Schon jetzt zeigt die IW-Studie, dass die vielen chinesischen Importe 2022 den „Konkurrenzdruck für deutsche Unternehmen“ erhöht haben, die mit chinesischen Firmen im Wettbewerb stehen. Es gebe zwar viele Unternehmen, die ihre Abhängigkeit von China verringern wollen. „Die Zahlen sprechen derzeit allerdings eine andere Sprache“, so IW-Ökonom Matthes.
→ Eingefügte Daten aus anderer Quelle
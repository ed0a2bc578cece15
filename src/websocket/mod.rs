//! WebSocket Transport
//!
//! Observer connections speak compact JSON frames over a websocket.
//!
//! ## Architecture
//!
//! - **Handler**: upgrades the request and pumps frames between socket and hub
//! - **Messages**: client and server frame formats
//!
//! ## Example
//!
//! ```javascript
//! // Browser
//! const ws = new WebSocket('ws://localhost:8888/rosboard/v1');
//!
//! ws.onopen = () => {
//!   ws.send(JSON.stringify(["s", {topicName: "/imu", maxUpdateRate: 10}]));
//! };
//!
//! ws.onmessage = (event) => {
//!   const [tag, payload] = JSON.parse(event.data);
//!   if (tag === "p") ws.send(JSON.stringify(["q", {s: payload.s}]));
//! };
//! ```

mod handler;
mod messages;

pub use handler::websocket_handler;
pub use messages::{
    ClientFrame, FrameError, ServerFrame, MSG_MSG, MSG_PING, MSG_PONG, MSG_PUB, MSG_SUB,
    MSG_SYSTEM, MSG_TOPICS, MSG_UNSUB, SEQ_KEY,
};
Bei der ersten Pressekonferenz seit seinem Amtsantritt machte der chinesische Außenminister die USA für die verschlechterten Beziehungen beider Länder verantwortlich. Er kritisierte außerdem die US-Unterstützung für Taiwan und unterstellte Washington, die Friedensbemühungen in der Ukraine zum eigenen Vorteil zu untergraben. Provokationen der USA könnten die Spannungen eskalieren lassen – mit „katastrophalen Folgen“.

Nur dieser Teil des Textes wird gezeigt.